遠くに見える雲はとても大きく、海鳥の声が耳に響き渡る。潮の香りは、どこか心地いい。
海を眺めながら、黒磯さんは話してきた。
「……私も、妻とケンカしたら、よくここに来るんですよ」
「……上尾先生――ああ、今は、黒磯先生でしたね。奥さんとですか?」
「はい。彼女、メガネを外すと気性が荒いでしょ?だから、しょっちゅう……」
黒磯さんは、照れ臭そうに話す。
黒磯さんと上尾先生は、結婚していた。もう、十数年前の話だ。
確かに、上尾先生はメガネを外すと強気になる。それでも、黒磯さんとは幸せに生活してるようだ。今の黒磯さんの表情が、それを物語る。
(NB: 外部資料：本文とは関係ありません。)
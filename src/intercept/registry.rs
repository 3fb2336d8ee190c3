//! Interception registry: one entry per intercepted location.
//!
//! Every `watch`/`fail` opens a scope that records its own contribution to each
//! entry. Closing a scope withdraws exactly that contribution, so a watch
//! added on top of a failure (or the reverse) survives the other being
//! removed, and scopes may be closed in any order.
//!
//! Breakpoints are owned here: a location is hooked while it has an entry or
//! is an always-on hook, and unhooked once neither holds.

use crate::config::types::{ProbeError, Result};
use crate::intercept::failure::ArmedFailure;
use crate::target::control::ProcessControl;
use log::{debug, warn};
use std::collections::{BTreeMap, BTreeSet};

pub type ScopeId = u64;

#[derive(Clone, Copy, Debug, PartialEq, Eq)]
pub enum ScopeKind {
    Watch,
    Fail,
}

impl ScopeKind {
    pub fn as_str(&self) -> &'static str {
        match self {
            ScopeKind::Watch => "watch",
            ScopeKind::Fail => "fail",
        }
    }
}

/// Handle for an open scope, consumed by `close`
#[derive(Debug, PartialEq, Eq)]
#[must_use = "an interception scope stays active until it is closed"]
pub struct InterceptScope {
    id: ScopeId,
    kind: ScopeKind,
    locations: Vec<String>,
}

impl InterceptScope {
    pub fn id(&self) -> ScopeId {
        self.id
    }

    pub fn kind(&self) -> ScopeKind {
        self.kind
    }

    pub fn locations(&self) -> &[String] {
        &self.locations
    }
}

/// Observable state of one location
#[derive(Clone, Copy, Debug, PartialEq, Eq)]
pub enum EntryState {
    Untouched,
    Watching,
    Failing,
    WatchingAndFailing,
}

/// Live binding of one location to the scopes acting on it
#[derive(Clone, Debug, Default)]
pub struct InterceptionEntry {
    watchers: BTreeSet<ScopeId>,
    /// Most recently opened failure wins
    failures: Vec<(ScopeId, ArmedFailure)>,
}

impl InterceptionEntry {
    pub fn is_watched(&self) -> bool {
        !self.watchers.is_empty()
    }

    pub fn failure(&self) -> Option<&ArmedFailure> {
        self.failures.last().map(|(_, failure)| failure)
    }

    pub fn failure_mut(&mut self) -> Option<&mut ArmedFailure> {
        self.failures.last_mut().map(|(_, failure)| failure)
    }

    pub fn state(&self) -> EntryState {
        match (self.is_watched(), self.failure().is_some()) {
            (false, false) => EntryState::Untouched,
            (true, false) => EntryState::Watching,
            (false, true) => EntryState::Failing,
            (true, true) => EntryState::WatchingAndFailing,
        }
    }

    fn is_idle(&self) -> bool {
        self.watchers.is_empty() && self.failures.is_empty()
    }

    fn withdraw(&mut self, scope: ScopeId) {
        self.watchers.remove(&scope);
        self.failures.retain(|(id, _)| *id != scope);
    }
}

#[derive(Debug, Default)]
pub struct InterceptionRegistry {
    entries: BTreeMap<String, InterceptionEntry>,
    always_on: BTreeSet<String>,
    open: BTreeMap<ScopeId, Vec<String>>,
    next_scope: ScopeId,
}

impl InterceptionRegistry {
    pub fn new() -> Self {
        Self::default()
    }

    pub fn entry(&self, location: &str) -> Option<&InterceptionEntry> {
        self.entries.get(location)
    }

    pub fn state(&self, location: &str) -> EntryState {
        self.entries
            .get(location)
            .map_or(EntryState::Untouched, InterceptionEntry::state)
    }

    pub fn is_watched(&self, location: &str) -> bool {
        self.entries
            .get(location)
            .map_or(false, InterceptionEntry::is_watched)
    }

    pub fn active_failure_mut(&mut self, location: &str) -> Option<&mut ArmedFailure> {
        self.entries
            .get_mut(location)
            .and_then(InterceptionEntry::failure_mut)
    }

    pub fn is_always_on(&self, location: &str) -> bool {
        self.always_on.contains(location)
    }

    /// Locations that currently need a breakpoint
    pub fn hooked_locations(&self) -> BTreeSet<String> {
        self.entries
            .keys()
            .chain(self.always_on.iter())
            .cloned()
            .collect()
    }

    pub fn open_scopes(&self) -> usize {
        self.open.len()
    }

    /// Hook `location` for the registry's whole lifetime, independent of scopes
    pub fn hook_always<E: ProcessControl + ?Sized>(
        &mut self,
        engine: &mut E,
        location: &str,
    ) -> Result<()> {
        if !self.needs_breakpoint(location) {
            engine.set_breakpoint(location)?;
        }
        self.always_on.insert(location.to_string());
        Ok(())
    }

    pub fn watch<E: ProcessControl + ?Sized>(
        &mut self,
        engine: &mut E,
        locations: &[String],
    ) -> Result<InterceptScope> {
        let id = self.allocate_scope();
        let mut unique: Vec<String> = Vec::with_capacity(locations.len());
        for location in locations {
            if !unique.contains(location) {
                unique.push(location.clone());
            }
        }

        let mut hooked = Vec::new();
        for location in &unique {
            if let Err(e) = self.ensure_hooked(engine, location, &mut hooked) {
                self.rollback_hooks(engine, &hooked);
                return Err(e);
            }
        }
        for location in &unique {
            self.entries
                .entry(location.clone())
                .or_default()
                .watchers
                .insert(id);
        }
        self.open.insert(id, unique.clone());
        debug!("Scope {} watches {:?}", id, unique);

        Ok(InterceptScope {
            id,
            kind: ScopeKind::Watch,
            locations: unique,
        })
    }

    pub fn fail<E: ProcessControl + ?Sized>(
        &mut self,
        engine: &mut E,
        failure: ArmedFailure,
    ) -> Result<InterceptScope> {
        let id = self.allocate_scope();
        let location = failure.location.clone();

        let mut hooked = Vec::new();
        self.ensure_hooked(engine, &location, &mut hooked)?;
        self.entries
            .entry(location.clone())
            .or_default()
            .failures
            .push((id, failure));
        self.open.insert(id, vec![location.clone()]);
        debug!("Scope {} fails {}", id, location);

        Ok(InterceptScope {
            id,
            kind: ScopeKind::Fail,
            locations: vec![location],
        })
    }

    /// Withdraw everything `scope` contributed. Locations left without
    /// watchers or failures are unhooked.
    pub fn close<E: ProcessControl + ?Sized>(
        &mut self,
        engine: &mut E,
        scope: InterceptScope,
    ) -> Result<()> {
        let locations = self.open.remove(&scope.id).ok_or_else(|| {
            ProbeError::usage(format!("interception scope {} is not open", scope.id))
        })?;

        let mut first_error = None;
        for location in locations {
            let idle = match self.entries.get_mut(&location) {
                Some(entry) => {
                    entry.withdraw(scope.id);
                    entry.is_idle()
                }
                None => false,
            };
            if idle {
                self.entries.remove(&location);
                if !self.always_on.contains(&location) {
                    if let Err(e) = engine.remove_breakpoint(&location) {
                        warn!("Failed to remove breakpoint on {}: {}", location, e);
                        first_error.get_or_insert(e);
                    }
                }
            }
        }
        debug!("Scope {} closed", scope.id);

        match first_error {
            Some(e) => Err(e),
            None => Ok(()),
        }
    }

    /// Close every open scope, newest first, and drop the always-on hooks
    pub fn clear<E: ProcessControl + ?Sized>(&mut self, engine: &mut E) -> Result<()> {
        let mut first_error = None;
        let open: Vec<(ScopeId, Vec<String>)> =
            self.open.iter().rev().map(|(id, l)| (*id, l.clone())).collect();
        for (id, locations) in open {
            let scope = InterceptScope {
                id,
                kind: ScopeKind::Watch,
                locations,
            };
            if let Err(e) = self.close(engine, scope) {
                first_error.get_or_insert(e);
            }
        }
        for location in std::mem::take(&mut self.always_on) {
            if let Err(e) = engine.remove_breakpoint(&location) {
                warn!("Failed to remove breakpoint on {}: {}", location, e);
                first_error.get_or_insert(e);
            }
        }

        match first_error {
            Some(e) => Err(e),
            None => Ok(()),
        }
    }

    fn allocate_scope(&mut self) -> ScopeId {
        let id = self.next_scope;
        self.next_scope += 1;
        id
    }

    fn needs_breakpoint(&self, location: &str) -> bool {
        self.entries.contains_key(location) || self.always_on.contains(location)
    }

    fn ensure_hooked<E: ProcessControl + ?Sized>(
        &self,
        engine: &mut E,
        location: &str,
        hooked: &mut Vec<String>,
    ) -> Result<()> {
        if !self.needs_breakpoint(location) {
            engine.set_breakpoint(location)?;
            hooked.push(location.to_string());
        }
        Ok(())
    }

    fn rollback_hooks<E: ProcessControl + ?Sized>(&self, engine: &mut E, hooked: &[String]) {
        for location in hooked {
            if let Err(e) = engine.remove_breakpoint(location) {
                warn!("Failed to roll back breakpoint on {}: {}", location, e);
            }
        }
    }
}
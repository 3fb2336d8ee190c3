//! Value marshalling
//!
//! Templates are planned against target types, then emitted as ABI-exact
//! bytes with any pointed-to data placed in target memory.

pub mod encoded;
pub mod encoder;
pub mod marshaller;
pub mod template;

pub use encoded::EncodedValue;
pub use marshaller::ValueMarshaller;
pub use template::{Scalar, ValueTemplate};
「……一緒に暮らしていれば、ケンカの一つや二つくらい、いつでもあります。相手に分かって欲しい。自分の気持ちを、言葉を、相手に伝えたい。
そんな想いが、ぶつかり合うのがケンカですから」
「………」
「ひまわりさんだって、そうじゃありませんか?もちろん、しんのすけくんも。そういう時は、とことん話し合うべきです。
ケンカはしないに越したことはありません。……ですが、たまのケンカは、時にいい方向に転ぶこともあります。
――雨降って地固まる、ですよ」
「………」
すると黒磯さんは、タバコの煙を吐いた後、コーヒーを一口飲んだ。
「……今日は、家に帰ってあげてください。お嬢様には、私から説明しておきます」
「え?でも……」
「ひまわりさんに、よろしく言っておいてください」
黒磯さんは、そう言って笑っていた。サングラスの奥には、優しい眼差しが見えた。
オラは頭を下げて、その日は、家に帰った。